* [What to do]
Show every line of the records below that contains the word "index".

-- Data in this exercise follows --

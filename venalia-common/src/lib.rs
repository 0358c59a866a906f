// Copyright (C) 2026 Venalia Project
//
// This program is free software: you can redistribute it and/or modify
// it under the terms of the GNU General Public License as published by
// the Free Software Foundation, either version 3 of the License, or
// (at your option) any later version.
//
// This program is distributed in the hope that it will be useful,
// but WITHOUT ANY WARRANTY; without even the implied warranty of
// MERCHANTABILITY or FITNESS FOR A PARTICULAR PURPOSE.  See the
// GNU General Public License for more details.
//
// You should have received a copy of the GNU General Public License
// along with this program.  If not, see <https://www.gnu.org/licenses/>.

use chrono::{DateTime, Utc};
use regex::Regex;
use serde::{Deserialize, Serialize};
use uuid::Uuid;

pub const INFLUENCE_MAX: i64 = 100;
pub const EXPOSURE_MAX: f64 = 100.0;
/// Post-decay exposure at or above this value triggers a public scandal.
pub const EXPOSURE_SCANDAL_THRESHOLD: f64 = 85.0;
pub const EXPOSURE_PASSIVE_DECAY: f64 = 1.0;
/// Fraction of influence retained when ascending to the next level.
pub const ASCENSION_INFLUENCE_RETENTION: f64 = 0.20;
pub const STARTING_LEVEL: u32 = 1;

pub type PlayerId = String;

/// Mutable per-player resources. Every operation clamps before returning,
/// so a ledger is never observable outside its bounds.
#[derive(Debug, Clone, PartialEq, Serialize, Deserialize)]
pub struct ResourceLedger {
    pub player_id: PlayerId,
    /// Progress capital, capped at the current level's ascension threshold.
    pub pc: i64,
    /// Influence in [0, 100]; integer after every operation.
    pub inf: i64,
    /// Exposure in [0, 100]; fractional values persist across turns.
    pub be: f64,
    pub level: u32,
    /// One-way: set by the win check, never cleared.
    pub has_won: bool,
    pub updated_at: DateTime<Utc>,
}

impl ResourceLedger {
    pub fn new(player_id: impl Into<PlayerId>) -> Self {
        Self {
            player_id: player_id.into(),
            pc: 0,
            inf: 0,
            be: 0.0,
            level: STARTING_LEVEL,
            has_won: false,
            updated_at: Utc::now(),
        }
    }

    /// Add the three deltas, then clamp: pc to [0, level_cap], influence to
    /// [0, 100], exposure to [0, 100].
    pub fn apply_gain(&mut self, pc_delta: i64, inf_delta: i64, be_delta: f64, level_cap: i64) {
        self.pc = (self.pc + pc_delta).clamp(0, level_cap.max(0));
        self.inf = (self.inf + inf_delta).clamp(0, INFLUENCE_MAX);
        self.be = (self.be + be_delta).clamp(0.0, EXPOSURE_MAX);
    }

    /// Fixed end-of-turn exposure decay, floored at zero. Runs once per
    /// successful resolution, after gains.
    pub fn apply_passive_decay(&mut self) {
        self.be = (self.be - EXPOSURE_PASSIVE_DECAY).max(0.0);
    }

    /// Move to `new_level` and reduce influence by 80%, rounded.
    pub fn apply_ascension(&mut self, new_level: u32) {
        self.level = new_level;
        self.inf = (self.inf as f64 * ASCENSION_INFLUENCE_RETENTION).round() as i64;
    }
}

#[derive(Debug, Clone, PartialEq, Serialize, Deserialize)]
pub struct LevelDefinition {
    pub level_number: u32,
    pub title: String,
    pub pc_required_for_ascension: i64,
    pub pc_gain_factor: f64,
    /// Present in the catalog shape but not applied by any formula. Game
    /// design has not decided whether it should feed the influence gain, so
    /// it is validated, carried and ignored.
    #[serde(default = "default_inf_gain_factor")]
    pub inf_gain_factor: f64,
}

fn default_inf_gain_factor() -> f64 {
    1.0
}

#[derive(Debug, Clone, PartialEq)]
pub enum CatalogError {
    Empty,
    NonContiguous { expected: u32, found: u32 },
    InvalidThreshold { level: u32 },
    InvalidFactor { level: u32 },
}

impl std::fmt::Display for CatalogError {
    fn fmt(&self, f: &mut std::fmt::Formatter<'_>) -> std::fmt::Result {
        match self {
            Self::Empty => write!(f, "level catalog is empty"),
            Self::NonContiguous { expected, found } => {
                write!(f, "level numbers must be contiguous from 1: expected {expected}, found {found}")
            }
            Self::InvalidThreshold { level } => {
                write!(f, "level {level} has a non-positive ascension threshold")
            }
            Self::InvalidFactor { level } => {
                write!(f, "level {level} has an invalid gain factor")
            }
        }
    }
}

impl std::error::Error for CatalogError {}

/// Static, ordered table of level definitions. Built once at startup and
/// treated as immutable for the process lifetime.
#[derive(Debug, Clone)]
pub struct LevelCatalog {
    levels: Vec<LevelDefinition>,
}

impl LevelCatalog {
    pub fn new(mut levels: Vec<LevelDefinition>) -> Result<Self, CatalogError> {
        if levels.is_empty() {
            return Err(CatalogError::Empty);
        }
        levels.sort_by_key(|level| level.level_number);
        for (index, level) in levels.iter().enumerate() {
            let expected = index as u32 + 1;
            if level.level_number != expected {
                return Err(CatalogError::NonContiguous {
                    expected,
                    found: level.level_number,
                });
            }
            if level.pc_required_for_ascension <= 0 {
                return Err(CatalogError::InvalidThreshold {
                    level: level.level_number,
                });
            }
            if !level.pc_gain_factor.is_finite()
                || level.pc_gain_factor <= 0.0
                || !level.inf_gain_factor.is_finite()
                || level.inf_gain_factor < 0.0
            {
                return Err(CatalogError::InvalidFactor {
                    level: level.level_number,
                });
            }
        }
        Ok(Self { levels })
    }

    pub fn lookup(&self, level_number: u32) -> Option<&LevelDefinition> {
        if level_number == 0 {
            return None;
        }
        self.levels.get(level_number as usize - 1)
    }

    /// Highest defined level number; reaching its threshold is the win
    /// condition.
    pub fn max_level(&self) -> u32 {
        self.levels.len() as u32
    }

    pub fn definitions(&self) -> &[LevelDefinition] {
        &self.levels
    }
}

/// The built-in career ladder, used when no catalog file is configured.
pub fn default_catalog() -> LevelCatalog {
    let levels = vec![
        level_def(1, "City Councilor", 100, 1.0),
        level_def(2, "Mayor", 250, 1.2),
        level_def(3, "Provincial Deputy", 500, 1.5),
        level_def(4, "Governor", 900, 1.8),
        level_def(5, "Minister of Public Works", 1400, 2.2),
        level_def(6, "President", 2000, 2.6),
    ];
    LevelCatalog::new(levels).expect("built-in catalog is valid")
}

fn level_def(level_number: u32, title: &str, required: i64, factor: f64) -> LevelDefinition {
    LevelDefinition {
        level_number,
        title: title.to_string(),
        pc_required_for_ascension: required,
        pc_gain_factor: factor,
        inf_gain_factor: 1.0,
    }
}

/// Numeric judgment for one turn, as produced by the plan evaluator.
/// Scores are nominally 0-10; missing or non-finite values count as zero.
#[derive(Debug, Clone, Copy, Default, PartialEq, Serialize, Deserialize)]
pub struct TurnJudgment {
    #[serde(default)]
    pub progress_gain_score: Option<f64>,
    #[serde(default)]
    pub exposure_risk_score: Option<f64>,
    #[serde(default)]
    pub influence_gain_score: Option<f64>,
}

impl TurnJudgment {
    pub fn progress_gain(&self) -> f64 {
        effective_score(self.progress_gain_score)
    }

    pub fn exposure_risk(&self) -> f64 {
        effective_score(self.exposure_risk_score)
    }

    pub fn influence_gain(&self) -> f64 {
        effective_score(self.influence_gain_score)
    }

    /// Names of the fields that will be treated as zero, for logging.
    pub fn defaulted_fields(&self) -> Vec<&'static str> {
        let mut fields = Vec::new();
        if self.progress_gain_score.filter(|v| v.is_finite()).is_none() {
            fields.push("progress_gain_score");
        }
        if self.exposure_risk_score.filter(|v| v.is_finite()).is_none() {
            fields.push("exposure_risk_score");
        }
        if self.influence_gain_score.filter(|v| v.is_finite()).is_none() {
            fields.push("influence_gain_score");
        }
        fields
    }
}

fn effective_score(score: Option<f64>) -> f64 {
    score.filter(|value| value.is_finite()).unwrap_or(0.0)
}

/// Raw per-turn gains before the ledger clamps them.
#[derive(Debug, Clone, Copy, PartialEq, Serialize, Deserialize)]
pub struct TurnDeltas {
    pub pc_gain: i64,
    pub inf_gain: i64,
    pub be_gain: f64,
}

/// Pure gain formulas. Influence amplifies progress conversion and dampens
/// exposure growth; the exposure gain is intentionally not rounded.
pub fn compute_turn_deltas(
    ledger: &ResourceLedger,
    level: &LevelDefinition,
    judgment: &TurnJudgment,
) -> TurnDeltas {
    let influence_ratio = ledger.inf as f64 / 100.0;
    let pc_gain =
        (judgment.progress_gain() * level.pc_gain_factor * (1.0 + influence_ratio)).round() as i64;
    let be_gain = judgment.exposure_risk() * (2.0 - influence_ratio);
    let inf_gain = judgment.influence_gain().round() as i64;
    TurnDeltas {
        pc_gain,
        inf_gain,
        be_gain,
    }
}

#[derive(Debug, Clone, PartialEq)]
pub enum ResolveError {
    /// The ledger references a level the catalog does not define.
    UnknownLevel(u32),
}

impl std::fmt::Display for ResolveError {
    fn fmt(&self, f: &mut std::fmt::Formatter<'_>) -> std::fmt::Result {
        match self {
            Self::UnknownLevel(level) => write!(f, "no definition for level {level}"),
        }
    }
}

impl std::error::Error for ResolveError {}

/// Outcome of the pure resolution step. `ledger` is the staged post-turn
/// state; nothing has been persisted yet.
#[derive(Debug, Clone, PartialEq)]
pub struct TurnResolution {
    pub ledger: ResourceLedger,
    pub deltas: TurnDeltas,
    pub ascended: bool,
    pub won: bool,
    /// A scandal headline must be generated before this resolution may be
    /// committed.
    pub scandal_pending: bool,
    pub defaulted_judgment_fields: Vec<&'static str>,
}

/// Resolve one turn: compute deltas, apply gains and passive decay, evaluate
/// ascension and the win condition, and flag a pending scandal. Inputs are
/// untouched; the caller owns the commit.
pub fn resolve_turn(
    ledger: &ResourceLedger,
    catalog: &LevelCatalog,
    judgment: &TurnJudgment,
) -> Result<TurnResolution, ResolveError> {
    let level = catalog
        .lookup(ledger.level)
        .ok_or(ResolveError::UnknownLevel(ledger.level))?;

    let deltas = compute_turn_deltas(ledger, level, judgment);

    let mut staged = ledger.clone();
    staged.apply_gain(
        deltas.pc_gain,
        deltas.inf_gain,
        deltas.be_gain,
        level.pc_required_for_ascension,
    );
    staged.apply_passive_decay();

    let mut ascended = false;
    if staged.pc >= level.pc_required_for_ascension {
        let next_level = ledger.level + 1;
        if catalog.lookup(next_level).is_some() {
            staged.apply_ascension(next_level);
            ascended = true;
        }
        // At the max level the player stays put with full progress.
    }

    if staged.level == catalog.max_level() {
        let final_level = catalog
            .lookup(staged.level)
            .ok_or(ResolveError::UnknownLevel(staged.level))?;
        if staged.pc >= final_level.pc_required_for_ascension {
            staged.has_won = true;
        }
    }

    let scandal_pending = staged.be >= EXPOSURE_SCANDAL_THRESHOLD;

    Ok(TurnResolution {
        won: staged.has_won,
        ledger: staged,
        deltas,
        ascended,
        scandal_pending,
        defaulted_judgment_fields: judgment.defaulted_fields(),
    })
}

#[derive(Debug, Clone, Copy, PartialEq, Eq, Serialize, Deserialize)]
#[serde(rename_all = "snake_case")]
pub enum AuditEventType {
    TurnPlayed,
}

-- Data in this exercise concluded --

* [Answer to this problem]
        for (index, level) in levels.iter().enumerate() {
            let expected = index as u32 + 1;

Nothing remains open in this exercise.